Guac Jim: The Ugly: Worm related shits. Seriously. Take the worst shit you’ve had, add three cups of water, two cups of pain, and one cup of “OH FUCK WHAT DID I JUST EAT?” and you’ve got the worm shits. Have fun waiting until the medication kicks in, too.
Randall Thor: You act like that’s bad? Try having your cat think you’re trying to hurt it after months of love and care, then betraying your trust by clawing your hand so blood that blood spurts across the carpet. Months worth of trust and dedication gone in a heartbeat.
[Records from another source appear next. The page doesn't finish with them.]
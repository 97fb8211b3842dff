//! staticd: serve a directory tree over HTTP or HTTPS.
//!
//! The binary is a thin operator console around the library's lifecycle
//! controller: parameters come from an optional TOML file and command-line
//! flags, the server is started, and a supervisor loop waits for a shutdown
//! signal or a fatal listener fault.

use std::path::Path;
use std::process::ExitCode;
use std::sync::Arc;

use clap::Parser;
use tracing_subscriber::{layer::SubscriberExt, util::SubscriberInitExt};

use staticd::config::{self, DEFAULT_LOG_FILTER};
use staticd::lifecycle::{HttpServer, ServerControl};
use staticd::params::ParamStore;

/// Serve a directory tree over HTTP or HTTPS.
#[derive(Parser, Debug)]
#[command(name = "staticd", version, about)]
struct Args {
    /// Directory tree to serve
    #[arg(short, long)]
    root: Option<String>,

    /// Address to bind to
    #[arg(short, long)]
    address: Option<String>,

    /// Port to bind to
    #[arg(short, long)]
    port: Option<u16>,

    /// TLS certificate file; together with --key enables HTTPS, generated when missing
    #[arg(long)]
    certificate: Option<String>,

    /// TLS private key file
    #[arg(long)]
    key: Option<String>,

    /// Parameter file: a TOML table of quoted parameter names to values
    #[arg(short, long)]
    config: Option<String>,

    /// Log level filter (e.g., "staticd=debug")
    #[arg(short, long)]
    log_level: Option<String>,
}

#[tokio::main]
async fn main() -> ExitCode {
    let args = Args::parse();

    let log_filter = args
        .log_level
        .clone()
        .or_else(|| std::env::var("RUST_LOG").ok())
        .unwrap_or_else(|| DEFAULT_LOG_FILTER.to_string());

    tracing_subscriber::registry()
        .with(tracing_subscriber::EnvFilter::new(&log_filter))
        .with(tracing_subscriber::fmt::layer())
        .init();

    match run(args).await {
        Ok(()) => ExitCode::SUCCESS,
        Err(err) => {
            tracing::error!(error = %err, "exiting");
            ExitCode::FAILURE
        }
    }
}

async fn run(args: Args) -> Result<(), Box<dyn std::error::Error>> {
    let params = Arc::new(ParamStore::new());
    let (server, mut faults) = HttpServer::new(Arc::clone(&params));

    if let Some(path) = &args.config {
        config::load_params_file(&params, Path::new(path))?;
    }
    if let Some(root) = args.root {
        params.set(config::PARAM_PATH, root)?;
    }
    if let Some(address) = args.address {
        params.set(config::PARAM_ADDRESS, address)?;
    }
    if let Some(port) = args.port {
        params.set(config::PARAM_PORT, port.to_string())?;
    }
    if let Some(certificate) = args.certificate {
        params.set(config::PARAM_CERTIFICATE, certificate)?;
    }
    if let Some(key) = args.key {
        params.set(config::PARAM_KEY, key)?;
    }

    for (name, value, description) in params.snapshot() {
        tracing::debug!(%name, %value, %description, "parameter");
    }

    server.start()?;
    if let Some(addr) = server.bound_addr().await {
        tracing::info!(%addr, "serving");
    }

    tokio::select! {
        _ = shutdown_signal() => {
            tracing::info!("shutdown signal received, draining connections");
            server.stop().await?;
        }
        fault = faults.recv() => {
            if let Some(err) = fault {
                return Err(err.into());
            }
        }
    }

    Ok(())
}

/// Resolve on SIGINT or SIGTERM.
async fn shutdown_signal() {
    let ctrl_c = async {
        tokio::signal::ctrl_c()
            .await
            .expect("failed to install Ctrl+C handler");
    };

    #[cfg(unix)]
    let terminate = async {
        tokio::signal::unix::signal(tokio::signal::unix::SignalKind::terminate())
            .expect("failed to install SIGTERM handler")
            .recv()
            .await;
    };

    #[cfg(not(unix))]
    let terminate = std::future::pending::<()>();

    tokio::select! {
        _ = ctrl_c => {}
        _ = terminate => {}
    }
}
Enjoy your time and pain on the toilet, “friend.” Come back when darkness descends into the mind of your beloved cat, and the cat leaves scars both emotional and physical that time does not heal.
Randall Thor: The Ugly: Albus got hurt the other night playing with a string toy. It got stuck between his claws, and he was very upset and meowing angrily when I tried to help him. He clawed me really bad and I bled all over the place for a little bit. I was able to remove it, thankfully. Hopefully he still loves me.
Guac Jim: I actually got nothing on this, other than just pointing out I’m a little happy you were hurt enough to bleed. Albus is hella dope.
Now it’s your turn, flushers. Get your free weekly therapy, right here in the shit-stained bowl of the Toilet ov Hell.